PROVIDED ENTRIES Block Start

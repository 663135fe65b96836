//! Config subcommand handlers.

use dialoguer::{Input, Select};
use secrecy::SecretString;

use crate::cli::{ConfigArgs, ConfigCommand, GlobalOpts};
use crate::config::{self, Config, Defaults, Profile};
use crate::error::CliError;
use crate::output;

// ── Helpers ─────────────────────────────────────────────────────────

/// Format config for display, masking the plaintext password.
fn format_config_redacted(cfg: &Config) -> String {
    use std::fmt::Write;
    let mut out = String::new();

    if let Some(ref default) = cfg.default_profile {
        let _ = writeln!(out, "default_profile = \"{default}\"");
    }
    let _ = writeln!(out);
    let _ = writeln!(out, "[defaults]");
    let _ = writeln!(out, "output = \"{}\"", cfg.defaults.output);
    let _ = writeln!(out, "color = \"{}\"", cfg.defaults.color);
    let _ = writeln!(out, "insecure = {}", cfg.defaults.insecure);
    let _ = writeln!(out, "timeout = {}", cfg.defaults.timeout);

    for (name, p) in &cfg.profiles {
        let _ = writeln!(out);
        let _ = writeln!(out, "[profiles.{name}]");
        let _ = writeln!(out, "controller = \"{}\"", p.controller);
        if let Some(ref u) = p.username {
            let _ = writeln!(out, "username = \"{u}\"");
        }
        if p.password.is_some() {
            let _ = writeln!(out, "password = \"****\"");
        }
        if let Some(ref env) = p.password_env {
            let _ = writeln!(out, "password_env = \"{env}\"");
        }
        if let Some(ref ca) = p.ca_cert {
            let _ = writeln!(out, "ca_cert = \"{}\"", ca.display());
        }
        if let Some(insecure) = p.insecure {
            let _ = writeln!(out, "insecure = {insecure}");
        }
        if let Some(timeout) = p.timeout {
            let _ = writeln!(out, "timeout = {timeout}");
        }
        if let Some(secs) = p.poll_interval_secs {
            let _ = writeln!(out, "poll_interval_secs = {secs}");
        }
        if let Some(attempts) = p.poll_max_attempts {
            let _ = writeln!(out, "poll_max_attempts = {attempts}");
        }
    }

    out
}

/// Copy of the config with plaintext passwords masked, for structured output.
fn redacted(cfg: &Config) -> Config {
    Config {
        default_profile: cfg.default_profile.clone(),
        defaults: Defaults {
            output: cfg.defaults.output.clone(),
            color: cfg.defaults.color.clone(),
            insecure: cfg.defaults.insecure,
            timeout: cfg.defaults.timeout,
        },
        profiles: cfg
            .profiles
            .iter()
            .map(|(name, p)| {
                let mut p = p.clone();
                if p.password.is_some() {
                    p.password = Some("****".into());
                }
                (name.clone(), p)
            })
            .collect(),
    }
}

/// Map a dialoguer / interactive I/O failure into CliError.
fn prompt_err(e: impl std::fmt::Display) -> CliError {
    CliError::Validation {
        field: "interactive".into(),
        reason: format!("prompt failed: {e}"),
    }
}

fn profile_not_found(cfg: &Config, name: String) -> CliError {
    let available: Vec<_> = cfg.profiles.keys().cloned().collect();
    CliError::ProfileNotFound {
        name,
        available: if available.is_empty() {
            "(none)".into()
        } else {
            available.join(", ")
        },
    }
}

fn prompt_password() -> Result<String, CliError> {
    let pass = rpassword::prompt_password("Password: ").map_err(prompt_err)?;
    if pass.is_empty() {
        return Err(CliError::Validation {
            field: "password".into(),
            reason: "password cannot be empty".into(),
        });
    }
    Ok(pass)
}

/// Apply `key = value` to a profile.
fn set_profile_key(profile: &mut Profile, key: &str, value: String) -> Result<(), CliError> {
    fn number<T: std::str::FromStr>(field: &str, value: &str) -> Result<T, CliError> {
        value.parse().map_err(|_| CliError::Validation {
            field: field.into(),
            reason: "must be a number".into(),
        })
    }

    match key {
        "controller" => {
            vmanly_config::parse_controller_url(&value)?;
            profile.controller = value;
        }
        "username" => profile.username = Some(value),
        "password_env" | "password-env" => profile.password_env = Some(value),
        "ca_cert" | "ca-cert" => profile.ca_cert = Some(value.into()),
        "insecure" => {
            profile.insecure = Some(value.parse().map_err(|_| CliError::Validation {
                field: "insecure".into(),
                reason: "must be 'true' or 'false'".into(),
            })?);
        }
        "timeout" => profile.timeout = Some(number("timeout", &value)?),
        "poll_interval_secs" | "poll-interval-secs" => {
            profile.poll_interval_secs = Some(number("poll_interval_secs", &value)?);
        }
        "poll_max_attempts" | "poll-max-attempts" => {
            profile.poll_max_attempts = Some(number("poll_max_attempts", &value)?);
        }
        other => {
            return Err(CliError::Validation {
                field: other.into(),
                reason: format!(
                    "unknown config key '{other}'. Valid keys: controller, username, \
                     password_env, ca_cert, insecure, timeout, poll_interval_secs, \
                     poll_max_attempts"
                ),
            });
        }
    }
    Ok(())
}

// ── Handler ─────────────────────────────────────────────────────────

pub fn handle(args: ConfigArgs, global: &GlobalOpts) -> Result<(), CliError> {
    match args.command {
        // ── Init: interactive wizard ────────────────────────────────
        ConfigCommand::Init => {
            let config_path = config::config_path();
            eprintln!("vmanly configuration wizard");
            eprintln!("   Config path: {}\n", config_path.display());

            let profile_name: String = Input::new()
                .with_prompt("Profile name")
                .default("default".into())
                .interact_text()
                .map_err(prompt_err)?;

            let controller: String = Input::new()
                .with_prompt("Controller URL")
                .default("https://vmanage.example.com:8443".into())
                .validate_with(|input: &String| {
                    vmanly_config::parse_controller_url(input)
                        .map(|_| ())
                        .map_err(|e| e.to_string())
                })
                .interact_text()
                .map_err(prompt_err)?;

            let username: String = Input::new()
                .with_prompt("Username")
                .interact_text()
                .map_err(prompt_err)?;

            let pass = prompt_password()?;
            let choices = &[
                "Store in system keyring (recommended)",
                "Save to config file (plaintext)",
            ];
            let selection = Select::new()
                .with_prompt("Where to store the password?")
                .items(choices)
                .default(0)
                .interact()
                .map_err(prompt_err)?;
            let password = if selection == 0 {
                config::store_password(&profile_name, &SecretString::from(pass))?;
                eprintln!("   Password stored in system keyring");
                None
            } else {
                Some(pass)
            };

            let insecure = dialoguer::Confirm::new()
                .with_prompt("Accept self-signed certificates?")
                .default(false)
                .interact()
                .map_err(prompt_err)?;

            let profile = Profile {
                controller,
                username: Some(username),
                password,
                insecure: insecure.then_some(true),
                ..Profile::default()
            };

            let mut cfg = config::load_config_or_default();
            cfg.default_profile = Some(profile_name.clone());
            cfg.profiles.insert(profile_name.clone(), profile);
            config::save_config(&cfg)?;

            eprintln!("\nConfiguration written to {}", config_path.display());
            eprintln!("  Active profile: {profile_name}");
            eprintln!("\n  Test it: vmanly list lists");
            Ok(())
        }

        // ── Show ────────────────────────────────────────────────────
        ConfigCommand::Show => {
            let cfg = redacted(&config::load_config_or_default());
            let out = output::render_single(&global.output, &cfg, format_config_redacted, |_| {
                "config".into()
            })?;
            output::print_output(&out, global.quiet);
            Ok(())
        }

        // ── Set <key> <value> ───────────────────────────────────────
        ConfigCommand::Set { key, value } => {
            let mut cfg = config::load_config_or_default();
            let profile_name = config::active_profile_name(global, &cfg);
            let profile = cfg.profiles.entry(profile_name.clone()).or_default();
            set_profile_key(profile, &key, value)?;

            config::save_config(&cfg)?;
            eprintln!("Set {key} on profile '{profile_name}'");
            Ok(())
        }

        // ── Profiles ────────────────────────────────────────────────
        ConfigCommand::Profiles => {
            let cfg = config::load_config_or_default();
            let default = cfg.default_profile.as_deref().unwrap_or("default");
            if cfg.profiles.is_empty() {
                eprintln!("No profiles configured. Run: vmanly config init");
            } else {
                for name in cfg.profiles.keys() {
                    let marker = if name == default { " *" } else { "" };
                    println!("{name}{marker}");
                }
            }
            Ok(())
        }

        // ── Use <name> ─────────────────────────────────────────────
        ConfigCommand::Use { name } => {
            let mut cfg = config::load_config_or_default();
            if !cfg.profiles.contains_key(&name) {
                return Err(profile_not_found(&cfg, name));
            }
            cfg.default_profile = Some(name.clone());
            config::save_config(&cfg)?;
            eprintln!("Default profile set to '{name}'");
            Ok(())
        }

        // ── SetPassword ─────────────────────────────────────────────
        ConfigCommand::SetPassword { profile } => {
            let cfg = config::load_config_or_default();
            let profile_name = profile.unwrap_or_else(|| config::active_profile_name(global, &cfg));
            if !cfg.profiles.contains_key(&profile_name) {
                return Err(profile_not_found(&cfg, profile_name));
            }

            let pass = prompt_password()?;
            config::store_password(&profile_name, &SecretString::from(pass))?;
            eprintln!("Password stored in system keyring for profile '{profile_name}'");
            Ok(())
        }
    }
}

#[cfg(test)]
mod tests {
    #![allow(clippy::unwrap_used)]

    use super::*;

    #[test]
    fn set_validates_values() {
        let mut profile = Profile::default();
        set_profile_key(&mut profile, "controller", "https://vmanage.lab".into()).unwrap();
        set_profile_key(&mut profile, "poll-max-attempts", "60".into()).unwrap();
        assert_eq!(profile.controller, "https://vmanage.lab");
        assert_eq!(profile.poll_max_attempts, Some(60));

        assert!(set_profile_key(&mut profile, "timeout", "soon".into()).is_err());
        assert!(set_profile_key(&mut profile, "site", "hq".into()).is_err());
    }

    #[test]
    fn show_masks_plaintext_passwords() {
        let mut cfg = Config::default();
        cfg.profiles.insert(
            "lab".into(),
            Profile {
                controller: "https://vmanage.lab".into(),
                password: Some("hunter2".into()),
                ..Profile::default()
            },
        );
        let masked = redacted(&cfg);
        assert_eq!(masked.profiles["lab"].password.as_deref(), Some("****"));
        assert!(!format_config_redacted(&masked).contains("hunter2"));
    }
}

PROVIDED ENTRIES Block End

For the word "SecretString", please say how many lines in the entries hold it, with only the number as the reply.

3